[Data extracts]
------------------------------

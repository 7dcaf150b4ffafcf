//! Reconciler - Tính diff giữa keychain và vault, tạo các items còn thiếu.
//!
//! Identity key của một entry là tên item `"{service} - {account}"`,
//! so sánh chính xác (không case-folding, không trim). Password không bao giờ
//! tham gia vào việc so sánh.

use crate::error::SyncError;
use crate::keychain::CredentialEntry;
use crate::vault::{Session, VaultClient, VaultItem};
use chrono::{DateTime, FixedOffset};
use std::collections::HashSet;

/// Tên item trong vault cho một cặp (service, account)
pub fn item_name(service: &str, account: &str) -> String {
    format!("{} - {}", service, account)
}

/// Các entries có trong keychain nhưng chưa có trong vault
#[derive(Debug, Default)]
pub struct SyncPlan {
    /// Entries cần tạo, theo thứ tự đọc từ keychain
    pub entries: Vec<CredentialEntry>,
    /// Số entries đã có trong vault
    pub existing: usize,
}

impl SyncPlan {
    pub fn len(&self) -> usize {
        self.entries.len()
    }

    pub fn is_empty(&self) -> bool {
        self.entries.is_empty()
    }
}

/// Tính SyncPlan: entries có tên không nằm trong tập tên của vault
pub fn plan(entries: Vec<CredentialEntry>, items: &[VaultItem]) -> SyncPlan {
    let existing_names: HashSet<&str> = items.iter().map(|item| item.name.as_str()).collect();
    let mut plan = SyncPlan::default();

    for entry in entries {
        let name = entry.name();
        if existing_names.contains(name.as_str()) {
            tracing::debug!("Already in vault: {}", name);
            plan.existing += 1;
        } else {
            tracing::debug!("Missing from vault: {}", name);
            plan.entries.push(entry);
        }
    }

    plan
}

/// Một item tạo thất bại, đủ thông tin để tạo lại bằng tay
#[derive(Debug, Clone, PartialEq, Eq)]
pub struct FailedItem {
    pub service: String,
    pub account: String,
    pub error: String,
}

/// Kết quả của write phase
#[derive(Debug, Default)]
pub struct ApplyOutcome {
    pub created: usize,
    pub failed: Vec<FailedItem>,
}

/// Tạo item cho từng entry trong plan. Lỗi của một item không dừng các item sau.
pub fn apply<V>(
    plan: &SyncPlan,
    vault: &V,
    session: &Session,
    imported_at: DateTime<FixedOffset>,
    mut on_item: impl FnMut(&CredentialEntry, &Result<(), SyncError>),
) -> ApplyOutcome
where
    V: VaultClient + ?Sized,
{
    let mut outcome = ApplyOutcome::default();

    for entry in &plan.entries {
        let item = VaultItem::for_entry(entry, imported_at);
        let result = vault
            .create_item(session, &item)
            .map_err(|source| SyncError::Write {
                name: item.name.clone(),
                source,
            });

        match &result {
            Ok(()) => {
                tracing::info!("Created vault item: {}", item.name);
                outcome.created += 1;
            }
            Err(e) => {
                tracing::error!("{}", e);
                outcome.failed.push(FailedItem {
                    service: entry.service.clone(),
                    account: entry.account.clone(),
                    error: format!("{:#}", e),
                });
            }
        }

        on_item(entry, &result);
    }

    outcome
}
//! Keychain module - Đọc credentials từ macOS Keychain.
//!
//! Module này chứa:
//! - `CredentialEntry`: bộ ba (service, account, secret) đọc từ keychain
//! - `KeychainReader` trait để core logic test được với fakes
//! - `SecurityKeychain`: implementation dùng `security` CLI và `keyring`

pub mod security;

use crate::error::SyncError;
use crate::secret::Secret;

pub use security::SecurityKeychain;

/// Một credential đọc từ keychain. Không thay đổi sau khi đọc.
#[derive(Debug, Clone, PartialEq, Eq)]
pub struct CredentialEntry {
    pub service: String,
    pub account: String,
    pub secret: Secret,
}

impl CredentialEntry {
    pub fn new(
        service: impl Into<String>,
        account: impl Into<String>,
        secret: impl Into<Secret>,
    ) -> Self {
        Self {
            service: service.into(),
            account: account.into(),
            secret: secret.into(),
        }
    }

    /// Tên item tương ứng trong vault ("{service} - {account}")
    pub fn name(&self) -> String {
        crate::sync::item_name(&self.service, &self.account)
    }
}

/// Kết quả quét keychain
#[derive(Debug, Default)]
pub struct KeychainScan {
    /// Các entries đọc được đầy đủ (kể cả secret)
    pub entries: Vec<CredentialEntry>,
    /// Số entries bị bỏ qua (không có service, không đọc được secret)
    pub skipped: usize,
}

/// Trait cho nguồn credentials local
pub trait KeychainReader {
    /// Liệt kê tất cả credentials của user hiện tại
    fn read_entries(&self) -> Result<KeychainScan, SyncError>;
}
//! Command implementation cho keychain2bitwarden CLI.
//!
//! Một command duy nhất: đọc keychain, diff với vault, và (với `--write`)
//! tạo các items còn thiếu. Kết quả được in ra stdout, logs ra stderr.

use super::prompt::TerminalPrompt;
use super::Cli;
use anyhow::Result;
use chrono::Local;
use colored::Colorize;
use indicatif::{ProgressBar, ProgressStyle};
use keychain2bitwarden::{
    run, BitwardenCli, Config, CredentialEntry, Mode, RunObserver, RunOptions, SecurityKeychain,
    Stage, SyncError, SyncPlan, SyncReport,
};
use std::process::ExitCode;

/// Progress bar cho write phase. Ẩn khi verbose vì mỗi item đã có log riêng.
struct ProgressObserver {
    verbose: bool,
    planned: u64,
    progress: Option<ProgressBar>,
}

impl ProgressObserver {
    fn new(verbose: bool) -> Self {
        Self {
            verbose,
            planned: 0,
            progress: None,
        }
    }
}

impl RunObserver for ProgressObserver {
    fn stage(&mut self, stage: Stage) {
        match stage {
            Stage::Write if !self.verbose => {
                let pb = ProgressBar::new(self.planned);
                if let Ok(style) =
                    ProgressStyle::with_template("  [{bar:40.cyan/blue}] {pos}/{len} ({percent}%)")
                {
                    pb.set_style(style.progress_chars("=> "));
                }
                self.progress = Some(pb);
            }
            Stage::Report | Stage::Failed => {
                if let Some(pb) = self.progress.take() {
                    pb.finish_and_clear();
                }
            }
            _ => {}
        }
    }

    fn planned(&mut self, plan: &SyncPlan) {
        self.planned = plan.len() as u64;
    }

    fn item(&mut self, _entry: &CredentialEntry, _result: &Result<(), SyncError>) {
        if let Some(pb) = &self.progress {
            pb.inc(1);
        }
    }
}

/// Đọc keychain, diff với vault và tạo các items còn thiếu (nếu `--write`)
pub fn sync(cli: &Cli) -> Result<ExitCode> {
    let mode = if cli.write { Mode::Write } else { Mode::DryRun };

    println!("{}", "Keychain → Bitwarden".cyan().bold());
    match mode {
        Mode::DryRun => println!("{}", "Dry run: no items will be created".dimmed()),
        Mode::Write => println!("{}", "Write mode: missing items will be created".yellow()),
    }
    println!();

    let config = Config::load_default()?;
    let keychain = SecurityKeychain::new(&config);
    let vault = BitwardenCli::new(&config, TerminalPrompt);
    let options = RunOptions {
        mode,
        imported_at: Local::now().fixed_offset(),
    };

    let mut observer = ProgressObserver::new(cli.verbose);
    match run(&keychain, &vault, &options, &mut observer) {
        Ok(report) => {
            print_report(&report);
            if report.is_success() {
                Ok(ExitCode::SUCCESS)
            } else {
                Ok(ExitCode::from(1))
            }
        }
        Err(e) => {
            println!("{} {}", "✗".red(), e);
            Ok(e.exit_code())
        }
    }
}

/// Dòng tổng kết: scanned, missing, created, failed
pub fn summary_line(report: &SyncReport) -> String {
    format!(
        "{} scanned, {} missing, {} created, {} failed",
        report.scanned,
        report.missing(),
        report.created,
        report.failed.len()
    )
}

fn print_report(report: &SyncReport) {
    println!(
        "Keychain: {} entries ({} skipped)",
        report.scanned.to_string().cyan(),
        report.skipped
    );
    println!(
        "Vault:    {} already present",
        report.existing.to_string().cyan()
    );
    println!();

    if report.mode == Mode::DryRun && !report.planned.is_empty() {
        println!("{}", "Missing from Bitwarden:".bold());
        for item in &report.planned {
            println!("  {} {}", "+".green(), item.name());
        }
        println!();
    }

    if !report.failed.is_empty() {
        println!("{}", "Failed to create:".red().bold());
        for failed in &report.failed {
            println!(
                "  {} {} - {}: {}",
                "✗".red(),
                failed.service,
                failed.account,
                failed.error.dimmed()
            );
        }
        println!();
    }

    let summary = summary_line(report);
    if report.is_success() {
        println!("{} {}", "✓".green(), summary.green().bold());
    } else {
        println!("{} {}", "✗".red(), summary.red().bold());
    }

    if report.mode == Mode::DryRun && !report.planned.is_empty() {
        println!(
            "\nRun again with {} to create {} item(s).",
            "--write".cyan(),
            report.missing()
        );
    }
}
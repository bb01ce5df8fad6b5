//! The two extraction prompts. Wording is load-bearing: the response
//! parsers in this module's siblings expect exactly the label format and
//! table headers requested here.

const DETAILS_INSTRUCTIONS: &str = r#"Extract the following details from the provided email content:

1. **Our Ref**: Extract the reference number mentioned in the message.
2. **Date**: Extract date in the email sent date in "Day, DD Month YYYY" format, if available in the email.
3. **To**: Extract the recipient's name and contact mentioned in the body, for example, "kindly address to Abella Jake Yabut @ 64138413".
4. **From**: Extract the sender's name from the body of the email, for example, "Hi Lionel".
5. **Subject/Prj Name**: Extract the project name or subject line mentioned in the message, such as "SSR2024-040: GMET-EDT Capacity Uplift".

Output the extracted details in the following structured format without any additional explanations:

**Our Ref**: [Extracted Reference Number]
**Date**: [Extracted Date]
**To**: [Recipient's Name and Contact]
**From**: [Sender's Name]
**Subject/Prj Name**: [Extracted Subject or Project Name]"#;

const TABLE_INSTRUCTIONS: &str = r"Extract the table from the following content. The table may be messy, unaligned, or embedded in an HTML format.
Use the following column headers exactly as given:
| Req. Ref. | Project | Site | Env. | Type | Items | Qty (GiB) |

Do not add any extra text or explanations. Output only the table in clean markdown format.";

#[must_use]
pub fn details_prompt(body: &str) -> String {
    format!("{DETAILS_INSTRUCTIONS}\n\nMessage:\n{body}")
}

#[must_use]
pub fn table_prompt(body: &str) -> String {
    format!("{TABLE_INSTRUCTIONS}\n\nMessage:\n{body}")
}
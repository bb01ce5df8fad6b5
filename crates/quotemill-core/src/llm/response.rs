//! Parsing of the model's semi-structured detail output.
//!
//! The response is untrusted, loosely-structured text. This parser accepts
//! the requested `**Label**: value` form (with or without the bold
//! markers), takes the first hit per label, and falls back to the `"N/A"`
//! sentinel for anything missing.

use regex::Regex;

use crate::matcher::NOT_AVAILABLE;
use crate::quotation::QuotationDetails;

const LABEL_OUR_REF: &str = "Our Ref";
const LABEL_DATE: &str = "Date";
const LABEL_TO: &str = "To";
const LABEL_FROM: &str = "From";
const LABEL_SUBJECT: &str = "Subject/Prj Name";

#[must_use]
pub fn parse_details(response: &str) -> QuotationDetails {
    QuotationDetails {
        our_ref: field(response, LABEL_OUR_REF),
        date: field(response, LABEL_DATE),
        to: field(response, LABEL_TO),
        from: field(response, LABEL_FROM),
        subject: field(response, LABEL_SUBJECT),
    }
}

fn field(response: &str, label: &str) -> String {
    let pattern = format!(
        r"(?m)^\s*\*{{0,2}}{}\*{{0,2}}\s*:\s*(.+)$",
        regex::escape(label)
    );

    let Ok(re) = Regex::new(&pattern) else {
        return NOT_AVAILABLE.into();
    };

    re.captures(response)
        .and_then(|captures| captures.get(1))
        .map(|m| m.as_str().trim())
        .filter(|value| !value.is_empty())
        .map_or_else(|| NOT_AVAILABLE.into(), ToString::to_string)
}
use std::path::Path;

use anyhow::Result;

use quotemill_core::ingest::{reader, BoilerplateStripper};

pub fn run(input: &str, keep_boilerplate: bool) -> Result<()> {
    let body = reader::read_body(Path::new(input))?;

    if keep_boilerplate {
        println!("{body}");
    } else {
        println!("{}", BoilerplateStripper::new()?.strip(&body));
    }

    Ok(())
}
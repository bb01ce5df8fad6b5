use std::env;
use std::path::PathBuf;

use thiserror::Error;

/// Environment variable naming the master pricing workbook, used when the
/// CLI flag is absent.
pub const MASTER_ENV_VAR: &str = "QUOTEMILL_MASTER";

pub const DEFAULT_MODEL_ID: &str = "meta-llama/llama-3-2-90b-vision-instruct";

#[derive(Debug, Error)]
pub enum ConfigError {
    #[error("Missing required environment variable {0}")]
    MissingVar(&'static str),
}

pub type ConfigResult<T> = Result<T, ConfigError>;

/// Connection settings for the text-generation service.
///
/// Credentials and endpoint come from the process environment; decoding
/// parameters are fixed to the values the extraction prompts were tuned
/// against (greedy, temperature 0).
#[derive(Debug, Clone)]
pub struct LlmConfig {
    pub url: String,
    pub api_key: String,
    pub project_id: String,
    pub model_id: String,
    pub max_new_tokens: u32,
    pub connect_timeout_secs: u64,
    pub request_timeout_secs: u64,
    pub max_attempts: u32,
    pub retry_backoff_ms: u64,
}

impl LlmConfig {
    /// Read `WATSONX_URL`, `WATSONX_APIKEY`, `WATSONX_PROJECT_ID` and the
    /// optional `WATSONX_MODEL_ID` from the environment.
    pub fn from_env() -> ConfigResult<Self> {
        Ok(Self {
            url: required("WATSONX_URL")?,
            api_key: required("WATSONX_APIKEY")?,
            project_id: required("WATSONX_PROJECT_ID")?,
            model_id: env::var("WATSONX_MODEL_ID").unwrap_or_else(|_| DEFAULT_MODEL_ID.into()),
            ..Self::defaults()
        })
    }

    fn defaults() -> Self {
        Self {
            url: String::new(),
            api_key: String::new(),
            project_id: String::new(),
            model_id: DEFAULT_MODEL_ID.into(),
            max_new_tokens: 1500,
            connect_timeout_secs: 10,
            request_timeout_secs: 60,
            max_attempts: 3,
            retry_backoff_ms: 500,
        }
    }

    /// Settings for a client under test: no real endpoint required.
    #[must_use]
    pub fn for_endpoint(url: impl Into<String>) -> Self {
        Self {
            url: url.into(),
            api_key: "test-key".into(),
            project_id: "test-project".into(),
            ..Self::defaults()
        }
    }
}

fn required(name: &'static str) -> ConfigResult<String> {
    env::var(name)
        .ok()
        .filter(|v| !v.trim().is_empty())
        .ok_or(ConfigError::MissingVar(name))
}

/// Master workbook path from the environment, if configured.
#[must_use]
pub fn master_path_from_env() -> Option<PathBuf> {
    env::var(MASTER_ENV_VAR)
        .ok()
        .filter(|v| !v.trim().is_empty())
        .map(PathBuf::from)
}
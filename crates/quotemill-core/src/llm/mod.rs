pub mod client;
pub mod extract;
pub mod prompts;
pub mod response;

pub use client::{LlmClient, LlmError, LlmResult, WatsonxClient};
pub use extract::FieldExtractor;
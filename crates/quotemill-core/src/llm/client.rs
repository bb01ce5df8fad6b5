use std::time::Duration;

use async_trait::async_trait;
use reqwest::Client;
use serde_json::json;
use thiserror::Error;
use url::Url;

use crate::config::LlmConfig;

const GENERATION_PATH: &str = "/ml/v1/text/generation";
const API_VERSION: &str = "2023-05-29";
const MIN_NEW_TOKENS: u32 = 5;

#[derive(Debug, Error)]
pub enum LlmError {
    #[error("Invalid endpoint URL: {0}")]
    InvalidUrl(#[from] url::ParseError),
    #[error("HTTP error: {0}")]
    Http(#[from] reqwest::Error),
    #[error("Generation failed after {attempts} attempts: {source}")]
    AttemptsExhausted {
        attempts: u32,
        source: reqwest::Error,
    },
    #[error("Model returned an empty response")]
    EmptyResponse,
}

pub type LlmResult<T> = Result<T, LlmError>;

/// A text-generation backend. The pipeline only needs prompt-in/text-out;
/// everything else (transport, auth, retry) lives behind this trait.
#[async_trait]
pub trait LlmClient: Send + Sync {
    async fn generate(&self, prompt: &str) -> LlmResult<String>;
}

/// watsonx.ai text-generation client.
///
/// Greedy decoding at temperature 0, matching what the extraction prompts
/// were written against. The generation call is the pipeline's only
/// unreliable I/O, so it carries a request timeout and bounded retry with
/// exponential backoff.
#[derive(Debug)]
pub struct WatsonxClient {
    config: LlmConfig,
    endpoint: Url,
    inner: Client,
}

impl WatsonxClient {
    pub fn new(config: LlmConfig) -> LlmResult<Self> {
        let endpoint = Url::parse(&config.url)?.join(GENERATION_PATH)?;
        let inner = Client::builder()
            .connect_timeout(Duration::from_secs(config.connect_timeout_secs))
            .timeout(Duration::from_secs(config.request_timeout_secs))
            .build()?;

        Ok(Self {
            config,
            endpoint,
            inner,
        })
    }

    async fn generate_once(&self, prompt: &str) -> LlmResult<String> {
        let body = json!({
            "model_id": self.config.model_id,
            "project_id": self.config.project_id,
            "input": prompt,
            "parameters": {
                "decoding_method": "greedy",
                "max_new_tokens": self.config.max_new_tokens,
                "min_new_tokens": MIN_NEW_TOKENS,
                "temperature": 0,
            },
        });

        let response = self
            .inner
            .post(self.endpoint.clone())
            .query(&[("version", API_VERSION)])
            .bearer_auth(&self.config.api_key)
            .json(&body)
            .send()
            .await?
            .error_for_status()?;

        let payload: serde_json::Value = response.json().await?;
        payload
            .pointer("/results/0/generated_text")
            .and_then(serde_json::Value::as_str)
            .map(str::trim)
            .filter(|text| !text.is_empty())
            .map(ToString::to_string)
            .ok_or(LlmError::EmptyResponse)
    }
}

#[async_trait]
impl LlmClient for WatsonxClient {
    async fn generate(&self, prompt: &str) -> LlmResult<String> {
        let max_attempts = self.config.max_attempts.max(1);
        let mut delay = Duration::from_millis(self.config.retry_backoff_ms);
        let mut attempt = 0;

        loop {
            attempt += 1;
            match self.generate_once(prompt).await {
                Ok(text) => return Ok(text),
                Err(LlmError::Http(source)) if is_retryable(&source) => {
                    if attempt >= max_attempts {
                        return Err(LlmError::AttemptsExhausted {
                            attempts: attempt,
                            source,
                        });
                    }
                    tracing::warn!(attempt, error = %source, "generation failed, retrying");
                    tokio::time::sleep(delay).await;
                    delay *= 2;
                }
                Err(other) => return Err(other),
            }
        }
    }
}

fn is_retryable(error: &reqwest::Error) -> bool {
    error.is_timeout()
        || error.is_connect()
        || error
            .status()
            .is_some_and(|status| status.is_server_error() || status.as_u16() == 429)
}
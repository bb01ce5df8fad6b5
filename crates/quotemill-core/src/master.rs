use std::path::Path;

use calamine::{open_workbook, Data, Reader, Xlsx};
use rust_decimal::prelude::FromPrimitive;
use rust_decimal::Decimal;
use serde::{Deserialize, Serialize};
use thiserror::Error;

pub const COL_REQ_REF: &str = "Req. Ref.";
pub const COL_PROJECT: &str = "Project";
pub const COL_SITE: &str = "Site";
pub const COL_ENV: &str = "Env.";
pub const COL_TYPE: &str = "Type";
pub const COL_DESCRIPTION: &str = "Description";
pub const COL_UNIT_COST: &str = "Unit Cost";
pub const COL_TOTAL_COST: &str = "Total Cost";
pub const COL_QUOTE_REFERENCE: &str = "Quote Reference #";

#[derive(Debug, Error)]
pub enum MasterError {
    #[error("Failed to read workbook: {0}")]
    Workbook(#[from] calamine::XlsxError),
    #[error("Workbook has no worksheets")]
    NoSheet,
    #[error("Master sheet has no header row")]
    EmptySheet,
    #[error("Missing column {0:?} in master header row")]
    MissingColumn(&'static str),
    #[error("Row {row}: column {column:?} is not a number (found {value:?})")]
    BadNumber {
        row: usize,
        column: &'static str,
        value: String,
    },
}

pub type MasterResult<T> = Result<T, MasterError>;

/// One priced row of the master pricing sheet. Read-only reference data.
#[derive(Debug, Clone, PartialEq, Eq, Serialize, Deserialize)]
pub struct MasterRecord {
    pub req_ref: String,
    pub project: String,
    pub site: String,
    pub env: String,
    pub kind: String,
    pub description: String,
    pub unit_cost: Decimal,
    pub total_cost: Decimal,
    pub quote_reference: String,
}

/// Load the master pricing sheet from the first worksheet of an `.xlsx`
/// workbook.
///
/// Columns are located by the fixed header names, so their order in the
/// sheet does not matter. Header cells are trimmed before comparison.
pub fn load_master(path: &Path) -> MasterResult<Vec<MasterRecord>> {
    let mut workbook: Xlsx<_> = open_workbook(path)?;
    let range = workbook
        .worksheet_range_at(0)
        .ok_or(MasterError::NoSheet)??;

    let mut rows = range.rows();
    let header = rows.next().ok_or(MasterError::EmptySheet)?;

    let col = |name: &'static str| -> MasterResult<usize> {
        header
            .iter()
            .position(|cell| cell_text(cell).trim() == name)
            .ok_or(MasterError::MissingColumn(name))
    };

    let req_ref = col(COL_REQ_REF)?;
    let project = col(COL_PROJECT)?;
    let site = col(COL_SITE)?;
    let env = col(COL_ENV)?;
    let kind = col(COL_TYPE)?;
    let description = col(COL_DESCRIPTION)?;
    let unit_cost = col(COL_UNIT_COST)?;
    let total_cost = col(COL_TOTAL_COST)?;
    let quote_reference = col(COL_QUOTE_REFERENCE)?;

    let mut records = Vec::new();
    for (idx, row) in rows.enumerate() {
        if row.iter().all(|cell| cell_text(cell).trim().is_empty()) {
            continue;
        }

        // Data rows start on the second sheet row; keep 1-based numbering
        // consistent with what a spreadsheet UI shows.
        let sheet_row = idx + 2;

        records.push(MasterRecord {
            req_ref: text_at(row, req_ref),
            project: text_at(row, project),
            site: text_at(row, site),
            env: text_at(row, env),
            kind: text_at(row, kind),
            description: text_at(row, description),
            unit_cost: money_at(row, unit_cost, sheet_row, COL_UNIT_COST)?,
            total_cost: money_at(row, total_cost, sheet_row, COL_TOTAL_COST)?,
            quote_reference: text_at(row, quote_reference),
        });
    }

    Ok(records)
}

fn text_at(row: &[Data], idx: usize) -> String {
    row.get(idx).map(cell_text).unwrap_or_default()
}

fn cell_text(cell: &Data) -> String {
    match cell {
        Data::Empty => String::new(),
        Data::String(s) => s.trim().to_string(),
        other => other.to_string().trim().to_string(),
    }
}

fn money_at(
    row: &[Data],
    idx: usize,
    sheet_row: usize,
    column: &'static str,
) -> MasterResult<Decimal> {
    let parsed = match row.get(idx) {
        Some(Data::Float(f)) => Decimal::from_f64(*f),
        Some(Data::Int(i)) => Decimal::from_i64(*i),
        Some(Data::String(s)) => s.trim().parse::<Decimal>().ok(),
        _ => None,
    };

    parsed.ok_or_else(|| MasterError::BadNumber {
        row: sheet_row,
        column,
        value: text_at(row, idx),
    })
}

#[cfg(test)]
mod tests {
    use super::*;
    use rust_xlsxwriter::Workbook;
    use tempfile::TempDir;

    fn write_master(dir: &TempDir, rows: &[[&str; 9]]) -> std::path::PathBuf {
        let path = dir.path().join("master.xlsx");
        let mut workbook = Workbook::new();
        let sheet = workbook.add_worksheet();

        let headers = [
            COL_REQ_REF,
            COL_PROJECT,
            COL_SITE,
            COL_ENV,
            COL_TYPE,
            COL_DESCRIPTION,
            COL_UNIT_COST,
            COL_TOTAL_COST,
            COL_QUOTE_REFERENCE,
        ];
        for (c, header) in headers.iter().enumerate() {
            sheet.write_string(0, c as u16, *header).unwrap();
        }

        for (r, row) in rows.iter().enumerate() {
            for (c, value) in row.iter().enumerate() {
                let row_num = (r + 1) as u32;
                // Cost columns go in as numbers when they parse as such,
                // mirroring how a real sheet stores them.
                if (c == 6 || c == 7) && value.parse::<f64>().is_ok() {
                    sheet
                        .write_number(row_num, c as u16, value.parse::<f64>().unwrap())
                        .unwrap();
                } else {
                    sheet.write_string(row_num, c as u16, *value).unwrap();
                }
            }
        }

        workbook.save(&path).unwrap();
        path
    }

    #[test]
    fn test_load_master_round_trip() {
        let dir = TempDir::new().unwrap();
        let path = write_master(
            &dir,
            &[["r1", "p1", "s1", "prod", "storage", "2TB SSD", "100", "200", "Q1"]],
        );

        let records = load_master(&path).unwrap();

        assert_eq!(records.len(), 1);
        let rec = &records[0];
        assert_eq!(rec.req_ref, "r1");
        assert_eq!(rec.description, "2TB SSD");
        assert_eq!(rec.unit_cost, Decimal::from(100));
        assert_eq!(rec.total_cost, Decimal::from(200));
        assert_eq!(rec.quote_reference, "Q1");
    }

    #[test]
    fn test_missing_column_reported() {
        let dir = TempDir::new().unwrap();
        let path = dir.path().join("bad.xlsx");

        let mut workbook = Workbook::new();
        let sheet = workbook.add_worksheet();
        sheet.write_string(0, 0, COL_REQ_REF).unwrap();
        sheet.write_string(0, 1, COL_PROJECT).unwrap();
        workbook.save(&path).unwrap();

        let err = load_master(&path).unwrap_err();
        assert!(matches!(err, MasterError::MissingColumn(COL_SITE)));
    }

    #[test]
    fn test_bad_cost_cell_reported() {
        let dir = TempDir::new().unwrap();
        let path = write_master(
            &dir,
            &[["r1", "p1", "s1", "prod", "storage", "2TB SSD", "TBD", "200", "Q1"]],
        );

        let err = load_master(&path).unwrap_err();
        match err {
            MasterError::BadNumber { row, column, value } => {
                assert_eq!(row, 2);
                assert_eq!(column, COL_UNIT_COST);
                assert_eq!(value, "TBD");
            }
            other => panic!("unexpected error: {other}"),
        }
    }

    #[test]
    fn test_blank_rows_skipped() {
        let dir = TempDir::new().unwrap();
        let path = write_master(
            &dir,
            &[
                ["r1", "p1", "s1", "prod", "storage", "2TB SSD", "100", "200", "Q1"],
                ["", "", "", "", "", "", "", "", ""],
                ["r2", "p1", "s1", "prod", "storage", "4TB SSD", "180", "360", "Q2"],
            ],
        );

        let records = load_master(&path).unwrap();
        assert_eq!(records.len(), 2);
    }
}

------------------------------

[Task instructions] Every line containing the word "FailedItem" must be copied from the material above.

[Answer section]
pub struct FailedItem {
    pub failed: Vec<FailedItem>,
                outcome.failed.push(FailedItem {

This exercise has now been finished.